Fascinating new research finds that a certain type of algorithm can make better hiring decisions than humans.
The algorithm is designed to favor “rare” candidates — say, a woman in an applicant pool that’s mostly men. The algorithm also learns quickly from its decisions. So if that woman ends up getting hired and performing well, the algorithm will start selecting more candidates like her.
Compared to the people human hiring managers select, the algorithm identifies higher-quality talent and increases diversity. It’s even more effective than standard hiring algorithms, which require you to tell them who’s been successful in the past so it can select more people like that.

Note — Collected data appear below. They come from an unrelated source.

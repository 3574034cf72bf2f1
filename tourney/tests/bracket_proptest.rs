//! Property-based tests for bracket layouts and progression.
//!
//! Uses proptest to drive brackets of arbitrary size through arbitrary
//! results and checks the invariants every bracket must keep.

use proptest::prelude::*;
use tourney::bracket::{
    BracketLayout, Match, MatchResult, TeamId, advance, compute_progress, progression::record_result,
};
use tourney::format::{BracketFormat, ceil_log2};
use tourney::leaderboard::tally_bracket;

fn format_strategy() -> impl Strategy<Value = BracketFormat> {
    prop_oneof![
        Just(BracketFormat::SingleElimination),
        Just(BracketFormat::DoubleElimination),
        Just(BracketFormat::RoundRobin),
    ]
}

fn seeded(format: BracketFormat, n: usize) -> (BracketLayout, Vec<Match>) {
    let layout = BracketLayout::build(format, n).unwrap();
    let teams: Vec<TeamId> = (1..=n as TeamId).collect();
    let mut matches = layout.seed(&teams).unwrap();
    for (i, m) in matches.iter_mut().enumerate() {
        m.id = i as i64 + 1;
    }
    advance(&layout, &mut matches).unwrap();
    (layout, matches)
}

/// Play every ready match until none is left, picking winners from `coins`.
/// Returns the number of matches played.
fn play_out(layout: &BracketLayout, matches: &mut [Match], coins: &[bool]) -> usize {
    let mut played = 0;
    loop {
        let Some(idx) = matches
            .iter()
            .position(|m| !m.is_completed() && m.has_both_teams())
        else {
            return played;
        };
        let m = &mut matches[idx];
        let team1_wins = coins.get(played % coins.len().max(1)).copied().unwrap_or(true);
        let (winner, s1, s2) = if team1_wins {
            (m.team1_id.unwrap(), 3, 1)
        } else {
            (m.team2_id.unwrap(), 1, 3)
        };
        record_result(
            m,
            &MatchResult {
                team1_score: s1,
                team2_score: s2,
                winner_team_id: winner,
            },
        )
        .unwrap();
        advance(layout, matches).unwrap();
        played += 1;
    }
}

proptest! {
    #[test]
    fn test_contested_slots_match_formula(format in format_strategy(), n in 2usize..80) {
        let layout = BracketLayout::build(format, n).unwrap();
        prop_assert_eq!(layout.contested_count(), format.match_count(n));
    }

    #[test]
    fn test_single_elimination_round_count(n in 2usize..200) {
        let layout = BracketLayout::build(BracketFormat::SingleElimination, n).unwrap();
        prop_assert_eq!(layout.round_count(), ceil_log2(n));
        prop_assert_eq!(BracketFormat::DoubleElimination.round_count(n), 2 * ceil_log2(n));
    }

    #[test]
    fn test_every_bracket_finishes_with_one_champion(
        format in format_strategy(),
        n in 2usize..24,
        coins in prop::collection::vec(any::<bool>(), 1..64),
    ) {
        let (layout, mut matches) = seeded(format, n);
        let played = play_out(&layout, &mut matches, &coins);

        prop_assert!(matches.iter().all(Match::is_completed));
        let progress = compute_progress(format, 1, &matches);
        prop_assert!(progress.is_completed);
        prop_assert!(progress.champion_team_id.is_some());

        match format {
            BracketFormat::DoubleElimination => {
                // The reset is only played when the losers-bracket champion wins the grand final
                prop_assert!(played == 2 * n - 2 || played == 2 * n - 1);
            }
            _ => prop_assert_eq!(played, format.match_count(n)),
        }

        let champion = progress.champion_team_id.unwrap();
        if format.is_elimination() {
            let final_round = matches.iter().map(|m| m.round_number).max().unwrap();
            let finals: Vec<&Match> = matches.iter().filter(|m| m.round_number == final_round).collect();
            prop_assert_eq!(finals.len(), 1);
            prop_assert_eq!(finals[0].winner_team_id, Some(champion));
        }
    }

    #[test]
    fn test_progress_is_idempotent(
        format in format_strategy(),
        n in 2usize..16,
        coins in prop::collection::vec(any::<bool>(), 1..32),
        steps in 0usize..20,
    ) {
        let (layout, mut matches) = seeded(format, n);
        // Play a prefix of the bracket
        let mut ready: Vec<usize> = Vec::new();
        for _ in 0..steps {
            ready.clear();
            ready.extend(
                matches
                    .iter()
                    .enumerate()
                    .filter(|(_, m)| !m.is_completed() && m.has_both_teams())
                    .map(|(i, _)| i),
            );
            let Some(&idx) = ready.first() else { break };
            let m = &mut matches[idx];
            let (winner, team1_score, team2_score) = if coins[idx % coins.len()] {
                (m.team1_id, 1, 0)
            } else {
                (m.team2_id, 0, 1)
            };
            record_result(m, &MatchResult { team1_score, team2_score, winner_team_id: winner.unwrap() }).unwrap();
            advance(&layout, &mut matches).unwrap();
        }

        let snapshot = matches.clone();
        let first = compute_progress(format, 1, &matches);
        advance(&layout, &mut matches).unwrap();
        let second = compute_progress(format, 1, &matches);
        prop_assert_eq!(&matches, &snapshot);
        prop_assert_eq!(first.clone(), second);
        prop_assert_eq!(first.is_completed, first.champion_team_id.is_some());
    }

    #[test]
    fn test_win_rate_bounded(
        format in format_strategy(),
        n in 2usize..16,
        coins in prop::collection::vec(any::<bool>(), 1..32),
    ) {
        let (layout, mut matches) = seeded(format, n);
        play_out(&layout, &mut matches, &coins);
        for standing in tally_bracket(format, &matches).ranked() {
            prop_assert!(standing.win_rate <= 100);
            if standing.total_matches == 0 {
                prop_assert_eq!(standing.win_rate, 0);
            }
        }
    }
}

What interests me here isn’t the fancy technology. It’s the broader idea that employers don’t always know what a promising job candidate looks like. And that taking chances on candidates who seem different from the people you typically hire can pay off.
I spoke to Danielle Li, an associate professor at MIT’s Sloan School of Management and a coauthor on the paper. She told me that standard hiring algorithms (the ones that require you to tell them who’s been successful in the past) assume that “any applicant we might encounter in the future, we’ve already encountered in the past and we know how that person’s going to do.”
The most successful employers in the future economy will stay curious about what makes a top performer. They’ll be willing to adjust their hiring process based on what they learn — just like they expect their employees to adapt and develop over time.